Exercise requirements: Within the records below, filter for lines carrying the word "range" and copy them.
__________________________________________________
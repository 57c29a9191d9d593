//! 4×4 transform matrices
//!
//! Column-major storage, matching the layout vertex shaders receive through
//! their `Mat4` bindings. Vectors are columns: `clip = projection * view * model * v`.

use std::ops::Mul;

#[derive(Debug, Clone, Copy, PartialEq)]
pub struct Mat4 {
    /// Column-major elements: `m[col * 4 + row]`
    pub m: [f32; 16],
}

impl Mat4 {
    pub const IDENTITY: Mat4 = Mat4 {
        m: [
            1.0, 0.0, 0.0, 0.0, //
            0.0, 1.0, 0.0, 0.0, //
            0.0, 0.0, 1.0, 0.0, //
            0.0, 0.0, 0.0, 1.0,
        ],
    };

    pub fn from_cols_array(m: [f32; 16]) -> Self {
        Self { m }
    }

    #[inline]
    pub fn at(&self, row: usize, col: usize) -> f32 {
        self.m[col * 4 + row]
    }

    pub fn translation(x: f32, y: f32, z: f32) -> Self {
        let mut out = Self::IDENTITY;
        out.m[12] = x;
        out.m[13] = y;
        out.m[14] = z;
        out
    }

    pub fn scale(x: f32, y: f32, z: f32) -> Self {
        let mut out = Self::IDENTITY;
        out.m[0] = x;
        out.m[5] = y;
        out.m[10] = z;
        out
    }

    pub fn rotation_x(radians: f32) -> Self {
        let (s, c) = radians.sin_cos();
        let mut out = Self::IDENTITY;
        out.m[5] = c;
        out.m[6] = s;
        out.m[9] = -s;
        out.m[10] = c;
        out
    }

    pub fn rotation_y(radians: f32) -> Self {
        let (s, c) = radians.sin_cos();
        let mut out = Self::IDENTITY;
        out.m[0] = c;
        out.m[2] = -s;
        out.m[8] = s;
        out.m[10] = c;
        out
    }

    pub fn rotation_z(radians: f32) -> Self {
        let (s, c) = radians.sin_cos();
        let mut out = Self::IDENTITY;
        out.m[0] = c;
        out.m[1] = s;
        out.m[4] = -s;
        out.m[5] = c;
        out
    }

    /// Right-handed perspective projection mapping `[-near, -far]` view depth
    /// onto `[-1, 1]` NDC depth
    pub fn perspective(fov_y_radians: f32, aspect: f32, near: f32, far: f32) -> Self {
        let f = 1.0 / (fov_y_radians * 0.5).tan();
        let range = near - far;
        let mut m = [0.0; 16];
        m[0] = f / aspect;
        m[5] = f;
        m[10] = (far + near) / range;
        m[11] = -1.0;
        m[14] = 2.0 * far * near / range;
        Self { m }
    }

    /// Transform a homogeneous point
    #[inline]
    pub fn transform(&self, v: [f32; 4]) -> [f32; 4] {
        let m = &self.m;
        [
            m[0] * v[0] + m[4] * v[1] + m[8] * v[2] + m[12] * v[3],
            m[1] * v[0] + m[5] * v[1] + m[9] * v[2] + m[13] * v[3],
            m[2] * v[0] + m[6] * v[1] + m[10] * v[2] + m[14] * v[3],
            m[3] * v[0] + m[7] * v[1] + m[11] * v[2] + m[15] * v[3],
        ]
    }

    /// Transform a direction (w = 0), returning the xyz part
    #[inline]
    pub fn transform_vector(&self, v: [f32; 3]) -> [f32; 3] {
        let [x, y, z, _] = self.transform([v[0], v[1], v[2], 0.0]);
        [x, y, z]
    }
}

impl Default for Mat4 {
    fn default() -> Self {
        Self::IDENTITY
    }
}

impl Mul for Mat4 {
    type Output = Mat4;

    fn mul(self, rhs: Mat4) -> Mat4 {
        let mut m = [0.0; 16];
        for col in 0..4 {
            for row in 0..4 {
                m[col * 4 + row] = (0..4).map(|k| self.at(row, k) * rhs.at(k, col)).sum();
            }
        }
        Mat4 { m }
    }
}

#[cfg(test)]
mod tests {
    use super::*;

    fn approx(a: [f32; 4], b: [f32; 4]) -> bool {
        a.iter().zip(b.iter()).all(|(x, y)| (x - y).abs() < 1e-5)
    }

    #[test]
    fn test_identity_transform() {
        let v = [1.0, -2.0, 3.0, 1.0];
        assert_eq!(Mat4::IDENTITY.transform(v), v);
        assert_eq!(Mat4::default(), Mat4::IDENTITY);
    }

    #[test]
    fn test_translation_moves_points_not_vectors() {
        let t = Mat4::translation(1.0, 2.0, 3.0);
        assert_eq!(t.transform([0.0, 0.0, 0.0, 1.0]), [1.0, 2.0, 3.0, 1.0]);
        assert_eq!(t.transform_vector([1.0, 0.0, 0.0]), [1.0, 0.0, 0.0]);
    }

    #[test]
    fn test_multiplication_order() {
        // Scale first, then translate
        let m = Mat4::translation(1.0, 0.0, 0.0) * Mat4::scale(2.0, 2.0, 2.0);
        assert_eq!(m.transform([1.0, 1.0, 1.0, 1.0]), [3.0, 2.0, 2.0, 1.0]);
    }

    #[test]
    fn test_rotation_z_quarter_turn() {
        let r = Mat4::rotation_z(std::f32::consts::FRAC_PI_2);
        assert!(approx(r.transform([1.0, 0.0, 0.0, 1.0]), [0.0, 1.0, 0.0, 1.0]));
    }

    #[test]
    fn test_perspective_maps_near_and_far() {
        let p = Mat4::perspective(std::f32::consts::FRAC_PI_2, 1.0, 1.0, 10.0);
        let near = p.transform([0.0, 0.0, -1.0, 1.0]);
        let far = p.transform([0.0, 0.0, -10.0, 1.0]);
        assert!((near[2] / near[3] + 1.0).abs() < 1e-5);
        assert!((far[2] / far[3] - 1.0).abs() < 1e-5);
        assert!((near[3] - 1.0).abs() < 1e-6);
    }
}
__________________________________________________
Solution to this task:
        let range = near - far;
        m[10] = (far + near) / range;
        m[14] = 2.0 * far * near / range;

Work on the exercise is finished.